Key Laboratory of Synthetic and Biological Colloids, Ministry of Education, School of Chemical and Material Engineering, Jiangnan University, Wuxi 214122, China.
State Key Laboratory for Modification of Chemical Fibers and Polymer Materials, College of Materials Science and Engineering, Donghua University, Shanghai 201620, China.
Nano Lett. 2022 Sep 28;22(18):7597-7605. doi: 10.1021/acs.nanolett.2c02647. Epub 2022 Sep 9.

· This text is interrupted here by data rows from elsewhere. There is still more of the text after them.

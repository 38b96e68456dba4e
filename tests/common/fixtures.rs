// Test fixtures for chaos runs

use chaosbot::experiment::{
    FlickeringIsolationExperiment, HighLatencyNodeExperiment, LowBandwidthNodeExperiment,
    NetworkPartitionExperiment, NodeFailureExperiment, NodeIsolationExperiment,
};
use chaosbot::{
    ChaosBot, ChaosBotConfiguration, Experiment, Network, NetworkCall, RecordingNetwork,
    SimulatedNetwork, Timestamp, VirtualClock,
};
use std::time::Duration;

pub type RecordingBot = ChaosBot<RecordingNetwork<SimulatedNetwork>, VirtualClock>;

/// A bot over `nodes` simulated nodes whose calls are recorded against a
/// shared virtual clock.
pub fn recording_bot(nodes: usize, config: ChaosBotConfiguration) -> RecordingBot {
    let clock = VirtualClock::new();
    let network = RecordingNetwork::new(SimulatedNetwork::new(nodes), clock.clone());
    ChaosBot::new(network, clock, config)
}

/// Every experiment kind, with durations short enough for many to overlap
/// in a few minutes of virtual time.
pub fn all_experiments() -> Vec<Experiment> {
    let short = |min, max| (Duration::from_secs(min), Duration::from_secs(max));
    let (min, max) = short(5, 40);
    vec![
        NodeFailureExperiment::new(min, max).into(),
        NodeIsolationExperiment::new(min, max).into(),
        FlickeringIsolationExperiment::new(min, max).into(),
        HighLatencyNodeExperiment::new(min, max).into(),
        LowBandwidthNodeExperiment::new(min, max).into(),
        NetworkPartitionExperiment::new(min, max).into(),
    ]
}

/// A busy configuration: every experiment kind, spawning every 2-6 seconds.
pub fn busy_config(seed: u64) -> ChaosBotConfiguration {
    ChaosBotConfiguration::new(Duration::from_secs(2), Duration::from_secs(6))
        .with_seed(Some(seed))
        .with_experiments(all_experiments())
}

/// Re-apply recorded calls to a fresh network, calling `check` after each.
///
/// Partition ids are allocated in call order, so a replay reproduces the
/// ids the original run saw.
pub fn replay<F>(nodes: usize, calls: &[(Timestamp, NetworkCall)], mut check: F)
where
    F: FnMut(&SimulatedNetwork, &NetworkCall),
{
    let mut network = SimulatedNetwork::new(nodes);
    for (_, call) in calls {
        let result = match call {
            NetworkCall::KillImmediately { node } => network.kill_immediately(*node),
            NetworkCall::StartNode { node } => network.start_node(*node),
            NetworkCall::Isolate { node } => network.isolate(*node).map(|_| ()),
            NetworkCall::Rejoin { node } => network.rejoin(*node),
            NetworkCall::SetLatency { node, range } => {
                network.set_latency_for_all_connections(*node, *range)
            }
            NetworkCall::RestoreLatency { node } => network.restore_latency_for_all_connections(*node),
            NetworkCall::SetBandwidth { node, limit } => {
                network.set_bandwidth_for_all_connections(*node, *limit)
            }
            NetworkCall::RestoreBandwidth { node } => {
                network.restore_bandwidth_limits_for_all_connections(*node)
            }
            NetworkCall::CreatePartition { nodes } => {
                network.create_network_partition(nodes).map(|_| ())
            }
            NetworkCall::RemovePartition { partition } => {
                network.remove_network_partition(*partition)
            }
        };
        result.unwrap_or_else(|e| panic!("replaying {} failed: {}", call, e));
        check(&network, call);
    }
}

Stretchable electronics have attracted surging attention for next-generation smart wearables, yet traditional flexible devices fabricated on hermetical elastic substrates cannot satisfy lengthy wearing comfort and signal stability due to their poor moisture and air permeability. Herein, perspiration-wicking and luminescent on-skin electrodes are fabricated on superelastic nonwoven textiles with a Janus configuration. Through the electrospin-assisted face-to-face assembly of all-SEBS microfibers with differentiated diameters and composition, porosity and wettability asymmetry are constructed across the textile, endowing it with antigravity water transport capability for continuous sweat release. Also, the phosphor particles evenly encapsulated in the elastic fibers empower the Janus textile with stable light-emitting capability under extreme stretching in a dark environment. Additionally, the precise printing of highly conductive liquid metal (LM) circuits onto the matrix not only equips the electronic textile with broad detectability for various biophysical and electrophysiological signals but also enables successful implementation of human-machine interface (HMIs) to control a mechanical claw.
自贴合电子产品问世以来,其在下一代智能可穿戴设备领域受到了广泛关注。然而,传统的弹性基底柔性器件由于其较差的透气性和透湿性,无法满足长时间穿着的舒适性和信号稳定性需求。在此,通过静电纺丝辅助的具有不同直径和组成的全 SEBS 微纤维面对面组装,在纺织物表面构建了不对称的多孔和润湿性,赋予其具有抗重力的输水能力,可实现持续排汗。此外,磷光体颗粒均匀地包裹在弹性纤维中,使 Janus 纺织品在黑暗环境中具有稳定的发光能力,即使在极端拉伸下也能保持稳定。此外,将高导电性的液态金属 (LM) 电路精确地打印到基质上,不仅为电子纺织品提供了对各种生物物理和电生理信号的广泛检测能力,而且还实现了人机接口 (HMI) 来控制机械爪。